* Work to be completed
For the word "confidence", give the number of lines in these entries that contain it, with nothing else.
======== The input
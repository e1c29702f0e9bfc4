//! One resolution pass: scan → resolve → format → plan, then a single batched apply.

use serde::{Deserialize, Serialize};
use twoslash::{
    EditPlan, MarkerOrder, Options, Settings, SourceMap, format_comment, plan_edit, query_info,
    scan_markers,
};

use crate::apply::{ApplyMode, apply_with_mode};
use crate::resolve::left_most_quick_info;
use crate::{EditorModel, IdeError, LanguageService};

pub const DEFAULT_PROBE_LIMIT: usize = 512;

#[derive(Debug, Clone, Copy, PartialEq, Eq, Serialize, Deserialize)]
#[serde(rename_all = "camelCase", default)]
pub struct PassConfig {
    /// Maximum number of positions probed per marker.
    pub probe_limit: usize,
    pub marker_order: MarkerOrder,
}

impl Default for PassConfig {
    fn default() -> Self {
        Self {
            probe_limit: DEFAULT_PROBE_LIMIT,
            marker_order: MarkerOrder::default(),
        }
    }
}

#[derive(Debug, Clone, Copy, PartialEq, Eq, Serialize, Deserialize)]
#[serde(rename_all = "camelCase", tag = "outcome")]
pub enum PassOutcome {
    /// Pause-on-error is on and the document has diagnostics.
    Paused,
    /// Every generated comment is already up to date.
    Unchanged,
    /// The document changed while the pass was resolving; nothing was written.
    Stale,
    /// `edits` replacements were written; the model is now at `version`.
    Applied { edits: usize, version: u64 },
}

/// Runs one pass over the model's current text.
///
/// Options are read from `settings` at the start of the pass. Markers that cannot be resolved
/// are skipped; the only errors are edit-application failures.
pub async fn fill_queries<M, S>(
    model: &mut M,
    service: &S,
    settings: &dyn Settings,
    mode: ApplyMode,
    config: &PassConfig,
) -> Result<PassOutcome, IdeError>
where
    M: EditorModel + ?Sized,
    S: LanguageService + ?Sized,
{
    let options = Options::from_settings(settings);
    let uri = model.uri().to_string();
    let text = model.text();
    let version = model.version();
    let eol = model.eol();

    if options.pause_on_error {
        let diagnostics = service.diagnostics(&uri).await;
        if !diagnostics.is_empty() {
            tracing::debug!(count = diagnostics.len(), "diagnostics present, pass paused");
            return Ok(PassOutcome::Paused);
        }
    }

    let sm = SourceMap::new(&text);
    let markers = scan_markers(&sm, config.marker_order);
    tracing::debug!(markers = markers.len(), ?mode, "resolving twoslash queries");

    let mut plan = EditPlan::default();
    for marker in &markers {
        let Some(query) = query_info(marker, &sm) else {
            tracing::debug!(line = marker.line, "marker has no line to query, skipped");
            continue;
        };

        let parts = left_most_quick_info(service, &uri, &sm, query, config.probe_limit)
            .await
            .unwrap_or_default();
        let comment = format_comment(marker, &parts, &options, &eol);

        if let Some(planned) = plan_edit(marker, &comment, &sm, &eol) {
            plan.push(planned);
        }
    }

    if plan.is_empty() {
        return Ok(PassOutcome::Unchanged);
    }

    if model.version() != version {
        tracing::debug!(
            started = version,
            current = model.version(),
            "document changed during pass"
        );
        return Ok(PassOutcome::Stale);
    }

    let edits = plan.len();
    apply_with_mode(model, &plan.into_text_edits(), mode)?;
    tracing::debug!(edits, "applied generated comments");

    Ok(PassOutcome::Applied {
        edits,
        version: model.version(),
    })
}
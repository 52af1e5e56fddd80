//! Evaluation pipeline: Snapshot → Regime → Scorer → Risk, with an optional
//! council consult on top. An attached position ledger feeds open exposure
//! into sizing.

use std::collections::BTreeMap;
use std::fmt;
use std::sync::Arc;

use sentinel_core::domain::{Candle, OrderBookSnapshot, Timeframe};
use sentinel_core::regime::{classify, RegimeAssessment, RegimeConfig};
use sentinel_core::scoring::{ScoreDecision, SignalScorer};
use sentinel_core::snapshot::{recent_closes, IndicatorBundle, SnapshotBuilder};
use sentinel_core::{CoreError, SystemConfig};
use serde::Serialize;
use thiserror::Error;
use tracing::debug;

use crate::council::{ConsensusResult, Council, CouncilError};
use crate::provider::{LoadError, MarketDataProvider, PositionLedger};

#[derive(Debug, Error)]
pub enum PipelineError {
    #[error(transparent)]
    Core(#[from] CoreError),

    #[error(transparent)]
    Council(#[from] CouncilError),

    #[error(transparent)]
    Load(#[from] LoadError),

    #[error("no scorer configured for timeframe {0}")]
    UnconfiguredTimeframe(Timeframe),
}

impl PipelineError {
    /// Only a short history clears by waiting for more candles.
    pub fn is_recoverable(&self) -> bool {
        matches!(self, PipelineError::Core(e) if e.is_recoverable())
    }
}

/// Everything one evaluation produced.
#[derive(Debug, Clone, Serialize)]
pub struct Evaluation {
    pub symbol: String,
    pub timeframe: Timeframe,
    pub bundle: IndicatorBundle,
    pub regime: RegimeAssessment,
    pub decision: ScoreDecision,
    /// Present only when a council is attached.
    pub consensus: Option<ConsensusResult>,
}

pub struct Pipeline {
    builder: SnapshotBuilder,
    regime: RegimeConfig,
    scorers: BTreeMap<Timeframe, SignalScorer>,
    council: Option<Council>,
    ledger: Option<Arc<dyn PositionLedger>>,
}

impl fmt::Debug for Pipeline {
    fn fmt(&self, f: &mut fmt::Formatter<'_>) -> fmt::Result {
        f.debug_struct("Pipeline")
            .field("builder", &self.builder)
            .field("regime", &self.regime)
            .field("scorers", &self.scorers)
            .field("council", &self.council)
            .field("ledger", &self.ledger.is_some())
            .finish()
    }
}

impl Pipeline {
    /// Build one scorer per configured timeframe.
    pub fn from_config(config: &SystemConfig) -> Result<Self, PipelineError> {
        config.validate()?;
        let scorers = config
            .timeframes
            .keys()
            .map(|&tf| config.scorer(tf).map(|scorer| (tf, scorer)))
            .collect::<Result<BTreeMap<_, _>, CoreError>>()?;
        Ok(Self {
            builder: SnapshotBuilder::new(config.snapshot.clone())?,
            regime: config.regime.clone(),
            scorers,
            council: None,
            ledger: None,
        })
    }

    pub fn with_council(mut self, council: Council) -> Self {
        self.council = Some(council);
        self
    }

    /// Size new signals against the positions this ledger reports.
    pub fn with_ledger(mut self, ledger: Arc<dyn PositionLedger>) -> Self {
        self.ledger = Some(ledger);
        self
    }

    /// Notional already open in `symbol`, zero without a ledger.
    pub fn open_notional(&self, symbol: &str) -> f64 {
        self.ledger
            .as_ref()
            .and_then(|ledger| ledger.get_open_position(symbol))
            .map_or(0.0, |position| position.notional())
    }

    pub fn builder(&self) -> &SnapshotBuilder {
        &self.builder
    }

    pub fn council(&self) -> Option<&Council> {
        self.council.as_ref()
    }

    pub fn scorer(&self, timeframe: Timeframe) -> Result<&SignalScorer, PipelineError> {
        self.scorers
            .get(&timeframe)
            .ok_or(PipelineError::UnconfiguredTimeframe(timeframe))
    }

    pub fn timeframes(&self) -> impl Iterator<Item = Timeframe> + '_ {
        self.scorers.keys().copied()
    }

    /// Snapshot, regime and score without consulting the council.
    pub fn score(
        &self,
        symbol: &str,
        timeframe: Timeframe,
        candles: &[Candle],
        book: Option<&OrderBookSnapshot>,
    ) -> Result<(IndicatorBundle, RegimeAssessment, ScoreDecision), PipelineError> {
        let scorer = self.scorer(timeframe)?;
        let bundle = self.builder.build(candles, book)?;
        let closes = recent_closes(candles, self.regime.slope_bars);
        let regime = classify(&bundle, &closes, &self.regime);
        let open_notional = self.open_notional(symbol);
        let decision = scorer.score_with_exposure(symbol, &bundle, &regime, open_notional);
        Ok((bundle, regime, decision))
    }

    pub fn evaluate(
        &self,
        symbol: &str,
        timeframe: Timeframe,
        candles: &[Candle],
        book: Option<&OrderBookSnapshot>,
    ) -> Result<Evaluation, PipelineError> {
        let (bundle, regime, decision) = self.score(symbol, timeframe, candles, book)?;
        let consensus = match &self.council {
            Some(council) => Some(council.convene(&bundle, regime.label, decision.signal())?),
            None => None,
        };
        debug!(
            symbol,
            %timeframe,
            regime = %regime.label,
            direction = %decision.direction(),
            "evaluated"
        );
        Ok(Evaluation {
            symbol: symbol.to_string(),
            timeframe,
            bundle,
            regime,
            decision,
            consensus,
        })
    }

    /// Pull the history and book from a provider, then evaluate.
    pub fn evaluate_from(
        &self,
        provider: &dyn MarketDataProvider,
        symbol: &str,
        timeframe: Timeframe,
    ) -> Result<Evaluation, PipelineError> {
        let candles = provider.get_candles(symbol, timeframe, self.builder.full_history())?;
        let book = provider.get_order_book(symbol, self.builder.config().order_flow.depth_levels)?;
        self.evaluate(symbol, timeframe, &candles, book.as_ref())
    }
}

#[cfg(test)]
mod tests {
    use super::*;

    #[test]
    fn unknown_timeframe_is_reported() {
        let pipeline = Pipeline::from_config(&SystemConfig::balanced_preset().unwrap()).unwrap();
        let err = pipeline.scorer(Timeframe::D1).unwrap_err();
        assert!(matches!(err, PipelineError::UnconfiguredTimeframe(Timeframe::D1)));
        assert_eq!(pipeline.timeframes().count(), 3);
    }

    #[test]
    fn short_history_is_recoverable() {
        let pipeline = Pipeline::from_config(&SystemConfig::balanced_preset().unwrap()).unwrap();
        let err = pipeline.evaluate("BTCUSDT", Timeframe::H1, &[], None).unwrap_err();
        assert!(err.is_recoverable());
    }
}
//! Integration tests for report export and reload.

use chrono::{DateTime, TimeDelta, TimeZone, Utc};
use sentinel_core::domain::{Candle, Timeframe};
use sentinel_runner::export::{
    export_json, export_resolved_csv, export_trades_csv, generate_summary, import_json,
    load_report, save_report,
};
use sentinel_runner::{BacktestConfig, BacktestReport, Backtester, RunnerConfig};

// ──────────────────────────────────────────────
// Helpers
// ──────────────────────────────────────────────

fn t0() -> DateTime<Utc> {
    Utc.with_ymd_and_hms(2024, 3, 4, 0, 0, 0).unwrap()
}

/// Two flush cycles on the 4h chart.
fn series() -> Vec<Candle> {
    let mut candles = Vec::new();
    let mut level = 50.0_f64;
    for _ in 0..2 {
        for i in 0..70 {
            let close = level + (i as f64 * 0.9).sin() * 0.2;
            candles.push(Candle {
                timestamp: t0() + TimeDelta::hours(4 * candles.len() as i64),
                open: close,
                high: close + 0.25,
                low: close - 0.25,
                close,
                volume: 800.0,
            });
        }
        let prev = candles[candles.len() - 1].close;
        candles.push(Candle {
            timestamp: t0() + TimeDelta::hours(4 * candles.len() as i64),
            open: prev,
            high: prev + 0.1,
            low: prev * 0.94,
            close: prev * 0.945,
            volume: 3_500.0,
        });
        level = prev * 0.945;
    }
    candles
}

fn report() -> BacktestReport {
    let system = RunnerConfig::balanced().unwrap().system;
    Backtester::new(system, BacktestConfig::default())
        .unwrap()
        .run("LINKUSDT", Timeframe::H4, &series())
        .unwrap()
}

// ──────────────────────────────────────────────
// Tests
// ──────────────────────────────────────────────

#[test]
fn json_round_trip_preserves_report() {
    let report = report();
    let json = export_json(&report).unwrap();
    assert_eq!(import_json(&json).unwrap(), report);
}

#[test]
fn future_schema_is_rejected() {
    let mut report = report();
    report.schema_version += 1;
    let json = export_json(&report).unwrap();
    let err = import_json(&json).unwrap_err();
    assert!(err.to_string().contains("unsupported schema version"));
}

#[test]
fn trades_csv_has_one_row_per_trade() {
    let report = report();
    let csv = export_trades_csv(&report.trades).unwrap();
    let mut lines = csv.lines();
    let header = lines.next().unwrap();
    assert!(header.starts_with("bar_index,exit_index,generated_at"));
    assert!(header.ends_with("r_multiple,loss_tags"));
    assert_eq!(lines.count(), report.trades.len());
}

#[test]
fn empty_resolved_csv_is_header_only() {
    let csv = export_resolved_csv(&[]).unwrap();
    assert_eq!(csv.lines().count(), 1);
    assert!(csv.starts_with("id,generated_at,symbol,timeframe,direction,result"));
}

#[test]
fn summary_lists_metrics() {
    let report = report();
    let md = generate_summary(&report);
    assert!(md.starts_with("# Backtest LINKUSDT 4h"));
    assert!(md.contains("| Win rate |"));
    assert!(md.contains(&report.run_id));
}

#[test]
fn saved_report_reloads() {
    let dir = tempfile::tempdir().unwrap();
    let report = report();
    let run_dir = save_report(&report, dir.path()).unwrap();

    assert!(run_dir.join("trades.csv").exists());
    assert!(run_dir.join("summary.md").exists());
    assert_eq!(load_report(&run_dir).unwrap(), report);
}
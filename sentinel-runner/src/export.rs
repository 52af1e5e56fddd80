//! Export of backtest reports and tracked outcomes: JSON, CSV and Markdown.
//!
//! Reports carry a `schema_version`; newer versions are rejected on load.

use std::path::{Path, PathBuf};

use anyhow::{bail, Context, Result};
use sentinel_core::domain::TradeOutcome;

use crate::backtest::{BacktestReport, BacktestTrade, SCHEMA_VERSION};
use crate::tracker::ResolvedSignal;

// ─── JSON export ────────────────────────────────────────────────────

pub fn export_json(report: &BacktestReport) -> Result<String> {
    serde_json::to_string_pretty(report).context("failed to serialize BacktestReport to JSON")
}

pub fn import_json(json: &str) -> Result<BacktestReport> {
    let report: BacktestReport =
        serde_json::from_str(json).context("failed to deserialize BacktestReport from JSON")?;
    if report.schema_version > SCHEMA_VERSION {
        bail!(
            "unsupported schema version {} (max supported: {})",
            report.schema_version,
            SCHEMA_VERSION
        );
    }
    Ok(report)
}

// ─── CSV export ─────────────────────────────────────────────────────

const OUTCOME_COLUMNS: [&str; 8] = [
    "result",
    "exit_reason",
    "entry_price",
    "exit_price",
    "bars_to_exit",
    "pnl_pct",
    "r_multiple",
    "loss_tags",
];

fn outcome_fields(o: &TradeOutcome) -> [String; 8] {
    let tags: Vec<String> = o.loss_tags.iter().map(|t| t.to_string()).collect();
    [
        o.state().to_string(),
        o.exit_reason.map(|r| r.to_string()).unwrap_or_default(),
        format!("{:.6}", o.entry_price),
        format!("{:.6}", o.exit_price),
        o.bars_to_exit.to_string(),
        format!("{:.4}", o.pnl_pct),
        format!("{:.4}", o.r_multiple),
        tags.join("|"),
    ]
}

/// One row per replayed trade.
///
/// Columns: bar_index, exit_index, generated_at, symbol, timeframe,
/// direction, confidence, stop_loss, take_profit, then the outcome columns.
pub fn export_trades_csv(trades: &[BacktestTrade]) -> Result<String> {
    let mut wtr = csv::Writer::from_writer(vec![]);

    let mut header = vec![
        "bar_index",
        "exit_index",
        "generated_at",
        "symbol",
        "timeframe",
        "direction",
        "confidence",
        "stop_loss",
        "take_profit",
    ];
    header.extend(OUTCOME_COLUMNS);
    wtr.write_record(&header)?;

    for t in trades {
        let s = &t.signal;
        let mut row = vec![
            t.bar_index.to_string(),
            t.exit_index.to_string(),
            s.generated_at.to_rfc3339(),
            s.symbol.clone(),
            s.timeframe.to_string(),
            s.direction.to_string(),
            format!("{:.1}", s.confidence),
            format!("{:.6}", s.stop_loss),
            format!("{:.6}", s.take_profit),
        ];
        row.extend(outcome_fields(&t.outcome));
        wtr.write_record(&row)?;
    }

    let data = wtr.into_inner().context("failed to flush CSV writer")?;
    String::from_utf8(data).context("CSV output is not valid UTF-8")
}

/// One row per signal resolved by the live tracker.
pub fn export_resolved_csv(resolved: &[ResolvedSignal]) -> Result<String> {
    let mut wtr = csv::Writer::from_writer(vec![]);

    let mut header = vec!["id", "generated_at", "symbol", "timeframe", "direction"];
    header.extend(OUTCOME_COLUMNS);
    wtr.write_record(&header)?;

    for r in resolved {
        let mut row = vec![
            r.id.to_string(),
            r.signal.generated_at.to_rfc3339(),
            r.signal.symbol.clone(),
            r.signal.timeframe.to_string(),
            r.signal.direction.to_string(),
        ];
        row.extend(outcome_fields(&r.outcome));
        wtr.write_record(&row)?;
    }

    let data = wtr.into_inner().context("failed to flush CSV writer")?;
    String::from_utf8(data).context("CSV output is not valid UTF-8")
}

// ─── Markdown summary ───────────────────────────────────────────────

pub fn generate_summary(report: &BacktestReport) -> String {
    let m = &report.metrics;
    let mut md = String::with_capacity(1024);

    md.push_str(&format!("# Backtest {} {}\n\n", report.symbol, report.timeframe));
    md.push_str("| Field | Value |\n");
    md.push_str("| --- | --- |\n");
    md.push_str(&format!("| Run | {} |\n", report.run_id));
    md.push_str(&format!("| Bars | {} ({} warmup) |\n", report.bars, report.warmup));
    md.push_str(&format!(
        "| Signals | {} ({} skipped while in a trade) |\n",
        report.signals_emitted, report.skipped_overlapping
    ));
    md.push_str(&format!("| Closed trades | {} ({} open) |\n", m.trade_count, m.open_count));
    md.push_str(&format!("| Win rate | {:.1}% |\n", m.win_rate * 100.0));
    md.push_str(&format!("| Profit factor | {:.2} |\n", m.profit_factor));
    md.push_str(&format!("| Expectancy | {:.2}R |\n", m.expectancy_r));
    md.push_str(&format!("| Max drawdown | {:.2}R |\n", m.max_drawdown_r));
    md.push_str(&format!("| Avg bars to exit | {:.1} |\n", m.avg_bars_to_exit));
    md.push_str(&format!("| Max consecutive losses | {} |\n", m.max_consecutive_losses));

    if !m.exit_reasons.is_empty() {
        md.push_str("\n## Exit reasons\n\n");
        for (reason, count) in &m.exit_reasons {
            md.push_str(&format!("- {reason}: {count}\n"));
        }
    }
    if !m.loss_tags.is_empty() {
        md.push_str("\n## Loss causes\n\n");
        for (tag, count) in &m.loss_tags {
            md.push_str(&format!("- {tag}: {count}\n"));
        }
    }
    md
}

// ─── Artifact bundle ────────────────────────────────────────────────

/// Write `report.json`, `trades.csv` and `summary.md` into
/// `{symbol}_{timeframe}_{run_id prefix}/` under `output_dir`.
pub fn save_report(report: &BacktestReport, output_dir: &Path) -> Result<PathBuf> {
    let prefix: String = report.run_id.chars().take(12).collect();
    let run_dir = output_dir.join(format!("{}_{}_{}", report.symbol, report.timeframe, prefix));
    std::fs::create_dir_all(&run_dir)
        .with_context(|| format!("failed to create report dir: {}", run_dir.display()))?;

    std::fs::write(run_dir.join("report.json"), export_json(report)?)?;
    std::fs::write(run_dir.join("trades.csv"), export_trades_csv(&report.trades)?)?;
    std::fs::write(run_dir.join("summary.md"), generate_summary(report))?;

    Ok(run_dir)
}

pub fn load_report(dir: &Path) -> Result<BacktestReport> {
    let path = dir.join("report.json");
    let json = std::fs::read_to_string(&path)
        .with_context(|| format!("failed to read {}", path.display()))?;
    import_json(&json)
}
================
* Response area
3